*** Block opens ***

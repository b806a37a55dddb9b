//! Streaming database dumps.
//!
//! [`DumpStreamer::open`] starts `pg_dump` in the requested scope and hands
//! back the [`DumpHandle`] without reading from it. Dump content is opaque;
//! only the producer's exit status is judged, and only when the handle is
//! closed.

use thiserror::Error;
use tokio::io::{AsyncWrite, AsyncWriteExt};
use tokio_util::sync::CancellationToken;
use tracing::{info, warn};

use crate::exec::{DumpHandle, ExecError, Executor, ProcessRunner, RemoteCommand};
use crate::parse::{
    NameRejection, validate_container_ref, validate_database_name, validate_table_name,
};
use crate::target::ServerTarget;
use crate::tools::{DiscoveryScope, ToolPaths};

const DUMP_TARGET: &str = "pgscout::dump";

/// Output-shape options for a dump.
///
/// Flags are additive; setting both `data_only` and `schema_only` passes
/// both to the tool.
#[derive(Clone, Debug, Default, Eq, PartialEq)]
pub struct DumpOptions {
    /// Dump only the data, not the schema.
    pub data_only: bool,
    /// Dump only the schema, not the data.
    pub schema_only: bool,
    /// Restrict the dump to these tables, optionally schema-qualified.
    pub tables: Vec<String>,
    /// Role overriding the target's configured role.
    pub role: Option<String>,
}

/// Errors raised while opening or consuming a dump.
#[derive(Clone, Debug, Error, Eq, PartialEq)]
pub enum DumpError {
    /// A name was unsafe to place in the dump command.
    #[error("invalid {kind} {value:?}: {reason}")]
    InvalidName {
        /// What the name identifies.
        kind: String,
        /// Rejected value.
        value: String,
        /// Why it was rejected.
        #[source]
        reason: NameRejection,
    },
    /// Starting, running or closing the producer failed.
    #[error(transparent)]
    Exec(#[from] ExecError),
    /// Writing the dump to its destination failed.
    #[error("failed to write dump output: {message}")]
    Output {
        /// Operating system error string.
        message: String,
    },
}

/// Builds and starts dump producers.
#[derive(Debug)]
pub struct DumpStreamer<'a, R: ProcessRunner> {
    executor: &'a Executor<R>,
    tools: &'a ToolPaths,
}

impl<'a, R: ProcessRunner> DumpStreamer<'a, R> {
    /// Creates a streamer bound to an executor and tool paths.
    #[must_use]
    pub const fn new(executor: &'a Executor<R>, tools: &'a ToolPaths) -> Self {
        Self { executor, tools }
    }

    /// Builds the dump command after validating every interpolated name.
    ///
    /// # Errors
    ///
    /// Returns [`DumpError::InvalidName`] for an unsafe container reference,
    /// role, database or table name.
    pub fn build_command(
        &self,
        target: &ServerTarget,
        scope: &DiscoveryScope,
        database: &str,
        options: &DumpOptions,
    ) -> Result<RemoteCommand, DumpError> {
        if let DiscoveryScope::Container(container) = scope {
            require_valid("container", container, validate_container_ref)?;
        }
        let role = options
            .role
            .as_deref()
            .map(str::trim)
            .filter(|role| !role.is_empty())
            .unwrap_or_else(|| target.postgres_role());
        require_valid("role", role, validate_database_name)?;
        require_valid("database", database, validate_database_name)?;
        for table in &options.tables {
            require_valid("table", table, validate_table_name)?;
        }

        let mut command = RemoteCommand::new(&self.tools.pg_dump).args(["-U", role]);
        if options.data_only {
            command = command.arg("--data-only");
        }
        if options.schema_only {
            command = command.arg("--schema-only");
        }
        for table in &options.tables {
            command = command.args(["-t", table.as_str()]);
        }
        Ok(self.tools.scoped(target, scope, command.arg(database)))
    }

    /// Starts the dump and returns its handle unread.
    ///
    /// The caller must close the handle exactly once. Cancelling `cancel`
    /// kills the producer.
    ///
    /// # Errors
    ///
    /// Returns [`DumpError::InvalidName`] from validation and
    /// [`DumpError::Exec`] when the producer cannot be started. A failing
    /// producer is reported by [`DumpHandle::close`].
    pub fn open(
        &self,
        target: &ServerTarget,
        scope: &DiscoveryScope,
        database: &str,
        options: &DumpOptions,
        cancel: &CancellationToken,
    ) -> Result<DumpHandle, DumpError> {
        let command = self.build_command(target, scope, database, options)?;
        let handle = self.executor.stream(target, &command, cancel)?;
        info!(
            target: DUMP_TARGET,
            server = %target.id,
            scope = %scope,
            database,
            "dump started"
        );
        Ok(handle)
    }
}

/// Copies the whole stream into `writer` and closes the handle.
///
/// The handle is closed whether or not copying succeeded. Cancelling the
/// handle's token stops the copy and kills the producer.
///
/// # Errors
///
/// Returns [`DumpError::Output`] when writing fails, otherwise the close
/// error when the producer failed or was cancelled.
pub async fn copy_to<W>(mut handle: DumpHandle, writer: &mut W) -> Result<u64, DumpError>
where
    W: AsyncWrite + Unpin,
{
    let cancel = handle.cancel_token();
    let copied = tokio::select! {
        () = cancel.cancelled() => None,
        result = copy_and_flush(&mut handle, writer) => Some(result),
    };
    let closed = handle.close().await;
    match (copied, closed) {
        (Some(Err(err)), closed) => {
            if let Err(close_err) = closed {
                warn!(target: DUMP_TARGET, error = %close_err, "producer failed after output error");
            }
            Err(DumpError::Output {
                message: err.to_string(),
            })
        }
        (_, Err(err)) => Err(err.into()),
        (_, Ok(bytes)) => {
            info!(target: DUMP_TARGET, bytes, "dump complete");
            Ok(bytes)
        }
    }
}

async fn copy_and_flush<W>(handle: &mut DumpHandle, writer: &mut W) -> std::io::Result<u64>
where
    W: AsyncWrite + Unpin,
{
    let bytes = tokio::io::copy(handle, writer).await?;
    writer.flush().await?;
    Ok(bytes)
}

/// Suggested file name: `<server>_<container prefix | host>_<database>.sql`.
///
/// Characters outside `[A-Za-z0-9_.-]` are replaced with `_`.
///
/// # Examples
///
/// ```
/// use pgscout::dump::dump_file_name;
/// use pgscout::tools::DiscoveryScope;
///
/// let scope = DiscoveryScope::Container(String::from("abc123def456"));
/// assert_eq!(dump_file_name("prod db", &scope, "orders"), "prod_db_abc123de_orders.sql");
/// ```
#[must_use]
pub fn dump_file_name(server: &str, scope: &DiscoveryScope, database: &str) -> String {
    let raw = format!("{server}_{}_{database}.sql", scope.label());
    raw.chars()
        .map(|ch| {
            if ch.is_ascii_alphanumeric() || matches!(ch, '_' | '.' | '-') {
                ch
            } else {
                '_'
            }
        })
        .collect()
}

fn require_valid(
    kind: &str,
    value: &str,
    check: impl FnOnce(&str) -> Result<(), NameRejection>,
) -> Result<(), DumpError> {
    check(value).map_err(|reason| DumpError::InvalidName {
        kind: kind.to_owned(),
        value: value.to_owned(),
        reason,
    })
}

#[cfg(test)]
mod tests;
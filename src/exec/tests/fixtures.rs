//! Shared fixtures for exec tests.

use rstest::fixture;

use super::super::*;

#[fixture]
pub fn settings() -> ExecSettings {
    ExecSettings {
        capture_deadline: None,
        ..ExecSettings::default()
    }
}

#[fixture]
pub fn remote_target() -> ServerTarget {
    ServerTarget {
        username: Some(String::from("deploy")),
        port: 2222,
        ..ServerTarget::remote("db-1", "10.0.0.5")
    }
}

pub fn args_of(invocation: &Invocation) -> Vec<String> {
    invocation
        .args
        .iter()
        .map(|arg| arg.to_string_lossy().into_owned())
        .collect()
}
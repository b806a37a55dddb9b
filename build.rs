//! Build script for the `pgscout` manual pages.
//!
//! `pgscout.1` covers the global options. Every subcommand also gets its own
//! `pgscout-<name>.1`, since the scope and dump flags only make sense next to
//! the subcommand that takes them. Pages land in the build output directory.

use std::env;
use std::fs;
use std::io::{self, Write};
use std::path::{Path, PathBuf};

use clap::{Command, CommandFactory};
use clap_mangen::Man;

#[path = "src/cli/mod.rs"]
mod cli;

use cli::Cli;

fn main() -> Result<(), Box<dyn std::error::Error>> {
    let mut stdout = io::stdout();
    writeln!(stdout, "cargo:rerun-if-changed=build.rs")?;
    writeln!(stdout, "cargo:rerun-if-changed=src/cli/mod.rs")?;

    let out_dir = env::var_os("OUT_DIR")
        .map(PathBuf::from)
        .ok_or_else(|| io::Error::new(io::ErrorKind::NotFound, "OUT_DIR was not set"))?;

    let root = Cli::command();
    render_page(&root, &out_dir.join("pgscout.1"))?;
    for subcommand in root.get_subcommands() {
        let name = format!("pgscout-{}", subcommand.get_name());
        let page = subcommand.clone().name(name.clone());
        render_page(&page, &out_dir.join(format!("{name}.1")))?;
    }
    Ok(())
}

fn render_page(command: &Command, path: &Path) -> io::Result<()> {
    let mut buffer = Vec::new();
    Man::new(command.clone()).render(&mut buffer)?;
    fs::write(path, buffer)
}
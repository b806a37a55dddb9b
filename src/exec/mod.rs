//! Command execution against local and remote targets.
//!
//! [`Executor`] is the single place that inspects a target's
//! [`ExecutionMode`]. Local commands run as argument vectors without any
//! shell; remote commands are shell-escaped token by token and handed to the
//! `ssh` client as one line.

use std::borrow::Cow;
use std::fmt;

use thiserror::Error;
use tokio_util::sync::CancellationToken;
use tracing::{debug, warn};

use crate::target::{ExecutionMode, ServerTarget};

mod handle;
mod process;
mod ssh;

pub use handle::{DIAGNOSTIC_DRAIN_GRACE, DIAGNOSTIC_TAIL_BYTES, DumpHandle};
pub use process::{CommandOutput, Invocation, ProcessRunner, RunnerFuture, TokioProcessRunner};
pub use ssh::{
    DEFAULT_CAPTURE_DEADLINE, DEFAULT_CONNECT_TIMEOUT_SECS, ExecSettings, SSH_TRANSPORT_EXIT_CODE,
    SSHPASS_ENV, expand_tilde, remote_invocation,
};

pub(crate) const EXEC_TARGET: &str = "pgscout::exec";

/// A command expressed as a program and its argument vector.
#[derive(Clone, Debug, Eq, PartialEq)]
pub struct RemoteCommand {
    program: String,
    args: Vec<String>,
}

impl RemoteCommand {
    /// Starts a command for `program` with no arguments.
    #[must_use]
    pub fn new(program: impl Into<String>) -> Self {
        Self {
            program: program.into(),
            args: Vec::new(),
        }
    }

    /// Appends one argument.
    #[must_use]
    pub fn arg(mut self, arg: impl Into<String>) -> Self {
        self.args.push(arg.into());
        self
    }

    /// Appends several arguments.
    #[must_use]
    pub fn args<I, S>(mut self, args: I) -> Self
    where
        I: IntoIterator<Item = S>,
        S: Into<String>,
    {
        self.args.extend(args.into_iter().map(Into::into));
        self
    }

    /// Appends `inner` (program and arguments) as trailing arguments, as
    /// needed by wrappers such as `docker exec <id> ...`.
    #[must_use]
    pub fn then_run(mut self, inner: Self) -> Self {
        self.args.push(inner.program);
        self.args.extend(inner.args);
        self
    }

    /// Program to execute.
    #[must_use]
    pub fn program(&self) -> &str {
        &self.program
    }

    /// Arguments passed to the program.
    #[must_use]
    pub fn arguments(&self) -> &[String] {
        &self.args
    }

    /// Renders the command as one shell line with every token escaped.
    ///
    /// # Examples
    ///
    /// ```
    /// use pgscout::exec::RemoteCommand;
    ///
    /// let command = RemoteCommand::new("psql").args(["-c", "SELECT 1"]);
    /// assert_eq!(command.render_shell_line(), "psql -c 'SELECT 1'");
    /// ```
    #[must_use]
    pub fn render_shell_line(&self) -> String {
        std::iter::once(&self.program)
            .chain(self.args.iter())
            .map(|token| shell_escape::unix::escape(Cow::Borrowed(token.as_str())).into_owned())
            .collect::<Vec<_>>()
            .join(" ")
    }
}

impl fmt::Display for RemoteCommand {
    fn fmt(&self, f: &mut fmt::Formatter<'_>) -> fmt::Result {
        f.write_str(&self.render_shell_line())
    }
}

/// Errors raised while executing commands.
#[derive(Clone, Debug, Error, Eq, PartialEq)]
pub enum ExecError {
    /// Raised when a process cannot be started.
    #[error("failed to spawn {program}: {message}")]
    Spawn {
        /// Program that failed to start.
        program: String,
        /// Operating system error string.
        message: String,
    },
    /// Raised when the remote shell could not be reached or rejected the
    /// login.
    #[error("connection to {server} ({destination}) failed: {diagnostic}")]
    ConnectionFailed {
        /// Identifier of the target server.
        server: String,
        /// Address the shell client tried to reach.
        destination: String,
        /// Diagnostic text reported by the shell client.
        diagnostic: String,
    },
    /// Raised when a capture-mode command exits non-zero.
    #[error("{program} exited with status {status_text}: {diagnostic}")]
    ExecutionFailed {
        /// Program that was executed.
        program: String,
        /// Exit status as reported by the OS.
        status: Option<i32>,
        /// Human readable representation of the exit status.
        status_text: String,
        /// Combined output of the failed command.
        diagnostic: String,
    },
    /// Raised at close time when a streaming producer exits non-zero.
    #[error("{program} exited with status {status_text}: {diagnostic}")]
    ProcessExit {
        /// Program that produced the stream.
        program: String,
        /// Exit status as reported by the OS.
        status: Option<i32>,
        /// Human readable representation of the exit status.
        status_text: String,
        /// Tail of the producer's standard error.
        diagnostic: String,
    },
    /// Raised when cancellation or a deadline stops a command.
    #[error("{program} was cancelled: {reason}")]
    Canceled {
        /// Program that was stopped.
        program: String,
        /// What triggered the cancellation.
        reason: String,
    },
    /// Raised when waiting on a process fails.
    #[error("I/O failure while running {program}: {message}")]
    Io {
        /// Program being supervised.
        program: String,
        /// Operating system error string.
        message: String,
    },
    /// Raised when a command cannot be built from the supplied values.
    #[error("invalid {argument}: {reason}")]
    InvalidArgument {
        /// Argument that was rejected.
        argument: String,
        /// Why it was rejected.
        reason: String,
    },
}

/// Dispatches commands to local processes or remote shells.
#[derive(Clone, Debug)]
pub struct Executor<R: ProcessRunner> {
    settings: ExecSettings,
    runner: R,
}

impl Executor<TokioProcessRunner> {
    /// Convenience constructor that wires the real process runner.
    #[must_use]
    pub fn with_process_runner(settings: ExecSettings) -> Self {
        Self::new(settings, TokioProcessRunner)
    }
}

impl<R: ProcessRunner> Executor<R> {
    /// Creates an executor using the provided runner.
    ///
    /// Logs a warning when remote host keys are not verified.
    #[must_use]
    pub fn new(settings: ExecSettings, runner: R) -> Self {
        if !settings.strict_host_key_checking {
            warn!(
                target: EXEC_TARGET,
                known_hosts = %settings.known_hosts_file,
                "remote host key verification is disabled; set ssh_strict_host_key_checking to enable it"
            );
        }
        Self { settings, runner }
    }

    /// Returns the executor settings.
    #[must_use]
    pub const fn settings(&self) -> &ExecSettings {
        &self.settings
    }

    /// Returns the underlying runner.
    #[must_use]
    pub const fn runner(&self) -> &R {
        &self.runner
    }

    /// Runs `command` on `target` and captures its output.
    ///
    /// # Errors
    ///
    /// Returns [`ExecError::Spawn`] when the process cannot start,
    /// [`ExecError::ConnectionFailed`] when the remote shell is unreachable,
    /// [`ExecError::ExecutionFailed`] on any other non-zero exit, and
    /// [`ExecError::Canceled`] when `cancel` fires or the capture deadline
    /// elapses.
    pub async fn run(
        &self,
        target: &ServerTarget,
        command: &RemoteCommand,
        cancel: &CancellationToken,
    ) -> Result<CommandOutput, ExecError> {
        let invocation = self.invocation_for(target, command)?;
        debug!(
            target: EXEC_TARGET,
            server = %target.id,
            mode = ?target.execution_mode(),
            command = %command,
            "running command"
        );

        let output = match self.settings.capture_deadline {
            Some(deadline) => tokio::time::timeout(deadline, self.runner.run(&invocation, cancel))
                .await
                .map_err(|_| ExecError::Canceled {
                    program: invocation.program.clone(),
                    reason: format!("deadline of {deadline:?} elapsed"),
                })??,
            None => self.runner.run(&invocation, cancel).await?,
        };
        self.check_output(target, &invocation, command.program(), output)
    }

    /// Starts `command` on `target` and returns a handle over its output.
    ///
    /// Must be called from within a Tokio runtime. The producer's exit status
    /// is reported by [`DumpHandle::close`].
    ///
    /// # Errors
    ///
    /// Returns [`ExecError::Spawn`] when the process cannot start or
    /// [`ExecError::InvalidArgument`] when the command has no program.
    pub fn stream(
        &self,
        target: &ServerTarget,
        command: &RemoteCommand,
        cancel: &CancellationToken,
    ) -> Result<DumpHandle, ExecError> {
        let invocation = self.invocation_for(target, command)?;
        debug!(
            target: EXEC_TARGET,
            server = %target.id,
            mode = ?target.execution_mode(),
            command = %command,
            "starting stream"
        );
        self.runner.spawn(&invocation, cancel)
    }

    /// Resolves the process invocation that runs `command` on `target`.
    ///
    /// # Errors
    ///
    /// Returns [`ExecError::InvalidArgument`] when the command has no
    /// program.
    pub fn invocation_for(
        &self,
        target: &ServerTarget,
        command: &RemoteCommand,
    ) -> Result<Invocation, ExecError> {
        if command.program.trim().is_empty() {
            return Err(ExecError::InvalidArgument {
                argument: String::from("program"),
                reason: String::from("command has no program"),
            });
        }
        Ok(match target.execution_mode() {
            ExecutionMode::Local => Invocation::new(
                command.program.clone(),
                command.args.iter().map(Into::into).collect(),
            ),
            ExecutionMode::Remote => {
                remote_invocation(&self.settings, target, &command.render_shell_line())
            }
        })
    }

    fn check_output(
        &self,
        target: &ServerTarget,
        invocation: &Invocation,
        program: &str,
        output: CommandOutput,
    ) -> Result<CommandOutput, ExecError> {
        if output.is_success() {
            return Ok(output);
        }

        let diagnostic = output.combined().trim().to_owned();
        let remote = target.execution_mode() == ExecutionMode::Remote;
        if remote
            && output
                .code
                .is_some_and(|code| ssh::is_transport_failure(invocation, &self.settings, code))
        {
            return Err(ExecError::ConnectionFailed {
                server: target.id.clone(),
                destination: target.ssh_destination(),
                diagnostic,
            });
        }

        Err(ExecError::ExecutionFailed {
            program: program.to_owned(),
            status: output.code,
            status_text: output.status_text(),
            diagnostic,
        })
    }
}

#[cfg(test)]
mod tests;
//! Streaming handle over a running dump producer.
//!
//! A [`DumpHandle`] owns exactly one child process. Standard output is the
//! data channel exposed through [`AsyncRead`]; standard error is drained on a
//! background task for the life of the stream so the producer never blocks
//! on a full diagnostic pipe. [`DumpHandle::close`] drops the data pipe,
//! reaps the child and reports its exit status.

use std::collections::VecDeque;
use std::io;
use std::pin::Pin;
use std::process::ExitStatus;
use std::sync::{Arc, Mutex, PoisonError};
use std::task::{Context, Poll};
use std::time::Duration;

use tokio::io::{AsyncBufReadExt, AsyncRead, BufReader, ReadBuf};
use tokio::process::{Child, ChildStderr, ChildStdout};
use tokio::task::JoinHandle;
use tokio_util::sync::CancellationToken;
use tracing::{debug, warn};

use super::{EXEC_TARGET, ExecError};

/// Upper bound on retained diagnostic text, in bytes.
pub const DIAGNOSTIC_TAIL_BYTES: usize = 64 * 1024;

/// How long `close` waits for stderr to reach end of file once the producer
/// has exited. Descendants holding stderr open are not waited for.
pub const DIAGNOSTIC_DRAIN_GRACE: Duration = Duration::from_millis(500);

type SharedTail = Arc<Mutex<DiagnosticTail>>;

/// Owned handle over a streaming child process.
#[derive(Debug)]
pub struct DumpHandle {
    program: String,
    child: Child,
    stdout: Option<ChildStdout>,
    drain: Option<JoinHandle<()>>,
    tail: SharedTail,
    cancel: CancellationToken,
    bytes_read: u64,
}

enum Termination {
    Exited(io::Result<ExitStatus>),
    Canceled,
}

impl DumpHandle {
    /// Wraps a freshly spawned child whose stdout and stderr are piped.
    ///
    /// Must be called from within a Tokio runtime.
    ///
    /// # Errors
    ///
    /// Returns [`ExecError::Io`] when the child was spawned without a piped
    /// standard output.
    pub fn from_child(
        program: String,
        mut child: Child,
        cancel: CancellationToken,
    ) -> Result<Self, ExecError> {
        let Some(stdout) = child.stdout.take() else {
            return Err(ExecError::Io {
                program,
                message: String::from("standard output was not captured"),
            });
        };
        let tail = Arc::new(Mutex::new(DiagnosticTail::new(DIAGNOSTIC_TAIL_BYTES)));
        let drain = child
            .stderr
            .take()
            .map(|stderr| drain_diagnostics(program.clone(), stderr, Arc::clone(&tail)));
        Ok(Self {
            program,
            child,
            stdout: Some(stdout),
            drain,
            tail,
            cancel,
            bytes_read: 0,
        })
    }

    /// Program that produces the stream.
    #[must_use]
    pub fn program(&self) -> &str {
        &self.program
    }

    /// Number of bytes read from the data channel so far.
    #[must_use]
    pub const fn bytes_read(&self) -> u64 {
        self.bytes_read
    }

    /// Token that aborts the producer when cancelled.
    #[must_use]
    pub fn cancel_token(&self) -> CancellationToken {
        self.cancel.clone()
    }

    /// Closes the data pipe, waits for the producer and reports its status.
    ///
    /// Closing before the stream reaches its natural end is legal; the child
    /// is still reaped and its exit status still reported.
    ///
    /// # Errors
    ///
    /// Returns [`ExecError::ProcessExit`] when the producer exits non-zero or
    /// is terminated by a signal, [`ExecError::Canceled`] when the handle's
    /// cancellation token fires before the producer exits, and
    /// [`ExecError::Io`] when waiting on the child fails.
    pub async fn close(mut self) -> Result<u64, ExecError> {
        drop(self.stdout.take());

        let termination = tokio::select! {
            biased;
            () = self.cancel.cancelled() => Termination::Canceled,
            status = self.child.wait() => Termination::Exited(status),
        };

        match termination {
            Termination::Canceled => {
                warn!(
                    target: EXEC_TARGET,
                    program = %self.program,
                    bytes = self.bytes_read,
                    "dump cancelled, killing producer"
                );
                if let Err(err) = self.child.kill().await {
                    debug!(target: EXEC_TARGET, error = %err, "producer already exited");
                }
                if let Some(task) = self.drain.take() {
                    task.abort();
                }
                Err(ExecError::Canceled {
                    program: self.program,
                    reason: String::from("cancellation requested"),
                })
            }
            Termination::Exited(Err(err)) => Err(ExecError::Io {
                program: self.program,
                message: err.to_string(),
            }),
            Termination::Exited(Ok(status)) => {
                if let Some(mut task) = self.drain.take()
                    && tokio::time::timeout(DIAGNOSTIC_DRAIN_GRACE, &mut task)
                        .await
                        .is_err()
                {
                    debug!(
                        target: EXEC_TARGET,
                        program = %self.program,
                        "stderr still open after exit, keeping partial diagnostics"
                    );
                    task.abort();
                }
                let diagnostic = self
                    .tail
                    .lock()
                    .unwrap_or_else(PoisonError::into_inner)
                    .text();
                if status.success() {
                    debug!(
                        target: EXEC_TARGET,
                        program = %self.program,
                        bytes = self.bytes_read,
                        "producer exited cleanly"
                    );
                    return Ok(self.bytes_read);
                }
                let status_text = status
                    .code()
                    .map_or_else(|| status.to_string(), |code| code.to_string());
                Err(ExecError::ProcessExit {
                    program: self.program,
                    status: status.code(),
                    status_text,
                    diagnostic,
                })
            }
        }
    }
}

impl AsyncRead for DumpHandle {
    fn poll_read(
        self: Pin<&mut Self>,
        cx: &mut Context<'_>,
        buf: &mut ReadBuf<'_>,
    ) -> Poll<io::Result<()>> {
        let this = self.get_mut();
        let Some(stdout) = this.stdout.as_mut() else {
            return Poll::Ready(Ok(()));
        };
        let before = buf.filled().len();
        let poll = Pin::new(stdout).poll_read(cx, buf);
        if let Poll::Ready(Ok(())) = poll {
            let read = buf.filled().len().saturating_sub(before);
            this.bytes_read = this
                .bytes_read
                .saturating_add(u64::try_from(read).unwrap_or(u64::MAX));
        }
        poll
    }
}

fn drain_diagnostics(program: String, stderr: ChildStderr, tail: SharedTail) -> JoinHandle<()> {
    tokio::spawn(async move {
        let mut reader = BufReader::new(stderr);
        let mut line = Vec::new();
        loop {
            line.clear();
            match reader.read_until(b'\n', &mut line).await {
                Ok(0) => break,
                Ok(_) => {
                    let text = String::from_utf8_lossy(&line);
                    let trimmed = text.trim_end();
                    debug!(target: EXEC_TARGET, program = %program, line = trimmed, "stderr");
                    tail.lock()
                        .unwrap_or_else(PoisonError::into_inner)
                        .push(trimmed);
                }
                Err(err) => {
                    debug!(target: EXEC_TARGET, program = %program, error = %err, "stderr drain stopped");
                    break;
                }
            }
        }
    })
}

/// Bounded buffer keeping the most recent diagnostic lines.
#[derive(Debug)]
pub(crate) struct DiagnosticTail {
    lines: VecDeque<String>,
    bytes: usize,
    budget: usize,
}

impl DiagnosticTail {
    pub(crate) const fn new(budget: usize) -> Self {
        Self {
            lines: VecDeque::new(),
            bytes: 0,
            budget,
        }
    }

    pub(crate) fn push(&mut self, line: &str) {
        let kept = keep_suffix(line, self.budget);
        self.bytes = self.bytes.saturating_add(kept.len().saturating_add(1));
        self.lines.push_back(kept.to_owned());
        while self.bytes > self.budget && self.lines.len() > 1 {
            if let Some(dropped) = self.lines.pop_front() {
                self.bytes = self.bytes.saturating_sub(dropped.len().saturating_add(1));
            }
        }
    }

    pub(crate) fn text(&self) -> String {
        self.lines
            .iter()
            .map(String::as_str)
            .collect::<Vec<_>>()
            .join("\n")
    }
}

fn keep_suffix(line: &str, budget: usize) -> &str {
    if line.len() <= budget {
        return line;
    }
    let excess = line.len().saturating_sub(budget);
    line.char_indices()
        .map(|(index, _)| index)
        .find(|index| *index >= excess)
        .and_then(|index| line.get(index..))
        .unwrap_or_default()
}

*** Block closes ***

[THE PROBLEM]:
With "bool" as the string to find, copy every line of the records that holds it.

[RESULT]:
    pub data_only: bool,
    pub schema_only: bool,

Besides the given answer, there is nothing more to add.